Отдавая затем отчет о нескольких отрывках берлиозовых композиций, произведших на меня (как и на всю публику) великое поэтическое впечатление («Reine Mab», «Danse des Sylphes», «Marche des pèlerins»), я говорил в заключение:
«Кажется, будто развитие этого человека будет простираться бесконечно; не знаешь, каких еще новых чудес можно ожидать от него…» («Отечественные записки», 1847, т. 51, «Смесь», стр. 222–227).
Отношения петербургской аристократии все это время были к Берлиозу точно такие же, как к Листу за пять лет перед тем: дружеские, симпатические, почтительные. Может быть, она в сущности мало разбирала в музыке Берлиоза, мало находила для себя в ней подходящего, особливо среди тогдашней итальянской белой горячки, однакоже слушалась своих аристократических музыкальных корнаков: двух графов (Виельгорских), одного князя (Одоевского) и одного генерала (Львова). Они задавали тон, аристократия тянула хором ноту. Поэтому-то Берлиоза в высшем свете носили на руках.
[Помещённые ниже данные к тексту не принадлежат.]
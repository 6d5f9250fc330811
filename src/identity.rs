//! Routing-key derivation for push subscriptions.
//!
//! The routing key is the correlation value registered with the provider
//! (Pub/Sub topic suffix for Gmail, clientState for Graph) and the value
//! inbound notifications are matched back to an account with. Derivation
//! must be pure and deterministic: the simple form is the normalized email
//! address; when that is empty or already claimed by another account of the
//! same provider, a hashed form over local-part + account id + the
//! account's stored nonce takes over.

use sha2::{Digest, Sha256};
use thiserror::Error;

use crate::store::{AccountStore, StoreError};
use crate::types::MailAccount;

/// Hex characters kept from the digest. Short enough for a topic suffix,
/// long enough that accidental collisions mean corrupted inputs.
const HASHED_KEY_LEN: usize = 16;

#[derive(Debug, Error)]
pub enum IdentityError {
    #[error(transparent)]
    Store(#[from] StoreError),

    /// Both the simple and the hashed form are taken. Requires manual
    /// intervention; never auto-repaired.
    #[error("routing key collision for account {account_id}: hashed key {key} already in use")]
    FallbackCollision { account_id: String, key: String },
}

/// Normalized simple form: the whole address lowercased with every
/// non-alphanumeric character stripped (`a@x.com` → `axcom`).
/// `None` when nothing survives normalization.
pub fn simple_key(email: &str) -> Option<String> {
    let key: String = email
        .to_lowercase()
        .chars()
        .filter(|c| c.is_ascii_alphanumeric())
        .collect();
    if key.is_empty() {
        None
    } else {
        Some(key)
    }
}

/// Hashed fallback form. Inputs are all stable for the account's lifetime,
/// so regeneration always reproduces the same key.
pub fn hashed_key(email: &str, account_id: &str, nonce: &str) -> String {
    let local_part = email.split('@').next().unwrap_or(email);
    let mut hasher = Sha256::new();
    hasher.update(local_part.to_lowercase().as_bytes());
    hasher.update(b":");
    hasher.update(account_id.as_bytes());
    hasher.update(b":");
    hasher.update(nonce.as_bytes());
    let digest = hex::encode(hasher.finalize());
    format!("k{}", &digest[..HASHED_KEY_LEN])
}

/// Pure derivation without collision awareness: the key this account would
/// get on an empty slate.
pub fn derive(account: &MailAccount) -> String {
    simple_key(&account.email)
        .unwrap_or_else(|| hashed_key(&account.email, &account.id, &account.identity_nonce))
}

pub struct IdentityScheme {
    store: std::sync::Arc<AccountStore>,
}

impl IdentityScheme {
    pub fn new(store: std::sync::Arc<AccountStore>) -> Self {
        Self { store }
    }

    /// The key to register a new subscription under.
    ///
    /// A key already stored on the account wins unconditionally: it is the
    /// value the remote registration carries, and regenerating it would
    /// break routing until the next renewal. Otherwise the simple form is
    /// tried first; a collision with another account of the same provider
    /// falls back to the hashed form (first-registered keeps the simple
    /// key). A hashed-form collision is not auto-resolved.
    pub fn ensure_routing_key(&self, account: &MailAccount) -> Result<String, IdentityError> {
        if let Some(existing) = &account.sync.routing_key {
            return Ok(existing.clone());
        }

        if let Some(simple) = simple_key(&account.email) {
            if !self
                .store
                .routing_key_in_use(account.provider, &simple, &account.id)?
            {
                return Ok(simple);
            }
            log::info!(
                "Routing key '{}' already claimed ({} {}), falling back to hashed form",
                simple,
                account.provider,
                account.email
            );
        }

        let hashed = hashed_key(&account.email, &account.id, &account.identity_nonce);
        if self
            .store
            .routing_key_in_use(account.provider, &hashed, &account.id)?
        {
            return Err(IdentityError::FallbackCollision {
                account_id: account.id.clone(),
                key: hashed,
            });
        }
        Ok(hashed)
    }
}

#[cfg(test)]
mod tests {
    use super::*;
    use crate::types::Provider;

    #[test]
    fn simple_key_normalizes() {
        assert_eq!(simple_key("a@x.com").as_deref(), Some("axcom"));
        assert_eq!(
            simple_key("First.Last+tag@Shop.Example").as_deref(),
            Some("firstlasttagshopexample")
        );
        assert_eq!(simple_key("@.+"), None);
    }

    #[test]
    fn hashed_key_is_deterministic_and_nonce_sensitive() {
        let a = hashed_key("a@x.com", "acct-1", "nonce-1");
        let b = hashed_key("a@x.com", "acct-1", "nonce-1");
        assert_eq!(a, b);
        assert_eq!(a.len(), HASHED_KEY_LEN + 1);
        assert!(a.starts_with('k'));

        assert_ne!(a, hashed_key("a@x.com", "acct-1", "nonce-2"));
        assert_ne!(a, hashed_key("a@x.com", "acct-2", "nonce-1"));
    }

    #[test]
    fn ensure_prefers_stored_key() {
        let dir = tempfile::tempdir().unwrap();
        let store =
            std::sync::Arc::new(AccountStore::open_at(dir.path().join("t.db")).unwrap());
        let scheme = IdentityScheme::new(store.clone());

        let mut account = store.insert_account("a@x.com", Provider::Outlook).unwrap();
        account.sync.routing_key = Some("frozen".to_string());
        assert_eq!(scheme.ensure_routing_key(&account).unwrap(), "frozen");
    }

    #[test]
    fn collision_falls_back_to_hash_fifo() {
        let dir = tempfile::tempdir().unwrap();
        let store =
            std::sync::Arc::new(AccountStore::open_at(dir.path().join("t.db")).unwrap());
        let scheme = IdentityScheme::new(store.clone());

        // "a.b@x.com" and "ab@x.com" normalize to the same simple key.
        let first = store.insert_account("a.b@x.com", Provider::Outlook).unwrap();
        let key = scheme.ensure_routing_key(&first).unwrap();
        assert_eq!(key, "abxcom");
        store
            .store_subscription(
                &first.id,
                &key,
                &crate::types::CreatedSubscription {
                    subscription_id: "sub-1".to_string(),
                    expiry: None,
                    cursor: None,
                },
                true,
            )
            .unwrap();

        let second = store.insert_account("ab@x.com", Provider::Outlook).unwrap();
        let fallback = scheme.ensure_routing_key(&second).unwrap();
        assert_ne!(fallback, "abxcom");
        assert_eq!(
            fallback,
            hashed_key("ab@x.com", &second.id, &second.identity_nonce)
        );

        // Same key under a different provider is not a collision.
        let gmail = store.insert_account("a+b@x.com", Provider::Gmail).unwrap();
        let gmail_key = scheme.ensure_routing_key(&gmail).unwrap();
        assert_eq!(gmail_key, "abxcom");
    }
}
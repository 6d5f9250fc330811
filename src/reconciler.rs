//! Reconciliation engine.
//!
//! Each tick compares desired state (active accounts want a live
//! subscription) against actual state (subscription presence + expiry) and
//! issues create/renew/validate/cleanup actions per account:
//!
//! - no subscription, active, credentialed → create
//! - watching, expiry inside the renewal window → renew; a not-found
//!   renewal falls through to recreate, a transient failure waits for the
//!   next tick
//! - watching, validation overdue → validate; unreachable → recreate
//! - inactive or credential-less with subscription state → clean up
//!
//! Accounts are processed sequentially with a courtesy delay between them.
//! Ticks and sweeps each refuse to overlap themselves: a trigger that
//! fires while the previous run is still executing is skipped, never run
//! concurrently (racing a renewal against itself is how duplicate
//! subscriptions happen).

use std::sync::atomic::{AtomicBool, Ordering};
use std::sync::Arc;
use std::time::Duration as StdDuration;

use chrono::{Duration, Utc};

use crate::config::Config;
use crate::credentials::TokenSource;
use crate::error::ReconcileError;
use crate::identity::{self, IdentityScheme};
use crate::provider::{ClientRegistry, SubscriptionClient};
use crate::store::AccountStore;
use crate::types::{AccountAction, MailAccount, SweepSummary, TickSummary};

#[derive(Debug, Clone)]
pub struct ReconcilerSettings {
    /// Renew when expiry is closer than this.
    pub renewal_window: Duration,
    /// Re-validate a live subscription after this long without contact.
    pub validation_interval: Duration,
    /// Pause between accounts inside one run. Provider politeness, not
    /// correctness.
    pub inter_account_delay: StdDuration,
    /// Consecutive failures before an account is flagged at error level.
    pub failure_alert_threshold: u32,
}

impl ReconcilerSettings {
    pub fn from_config(config: &Config) -> Self {
        Self {
            renewal_window: Duration::hours(config.renewal_window_hours.max(1)),
            validation_interval: Duration::hours(config.validation_interval_hours.max(1)),
            inter_account_delay: StdDuration::from_millis(config.inter_account_delay_ms),
            failure_alert_threshold: config.failure_alert_threshold.max(1),
        }
    }
}

impl Default for ReconcilerSettings {
    fn default() -> Self {
        Self::from_config(&Config::default())
    }
}

/// Single-flight guard: acquired when the flag flips false→true, released
/// on drop.
struct RunGuard<'a> {
    flag: &'a AtomicBool,
}

impl<'a> RunGuard<'a> {
    fn acquire(flag: &'a AtomicBool) -> Option<Self> {
        flag.compare_exchange(false, true, Ordering::SeqCst, Ordering::SeqCst)
            .is_ok()
            .then_some(Self { flag })
    }
}

impl Drop for RunGuard<'_> {
    fn drop(&mut self) {
        self.flag.store(false, Ordering::SeqCst);
    }
}

pub struct Reconciler {
    store: Arc<AccountStore>,
    tokens: Arc<dyn TokenSource>,
    clients: ClientRegistry,
    identity: IdentityScheme,
    settings: ReconcilerSettings,
    tick_running: AtomicBool,
    sweep_running: AtomicBool,
}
Конечно, при этом Львов дал ему послушать пение знаменитой нашей придворной капеллы: Берлиоз пришел от него в великое восхищение. Спустя четыре года он писал Львову из Парижа 1 февраля 1851 года: «Кланяйтесь, пожалуйста, артистам капеллы и скажите им, что я сохраняю о них самое симпатичное и искренно восхищенное воспоминание. Наконец удалось дать их узнать в Париже: их оценяют, веря мне, почти столько, сколько они того стоят. Теперь уже больше не верят, чтоб несчастные кастраты сикстинской капеллы в Риме были бы первыми и единственными церковными певчими, достойными этого имени…» Ему же он писал 21 января 1852 года: «Пожалуйста, напомните обо мне вашей чудной капелле и скажите артистам, составляющим ее, что мне очень надо было бы послушать их, чтоб наплакаться». Петербургским театральным оркестром и хором Берлиоз также остался, в 1847 году, чрезвычайно доволен.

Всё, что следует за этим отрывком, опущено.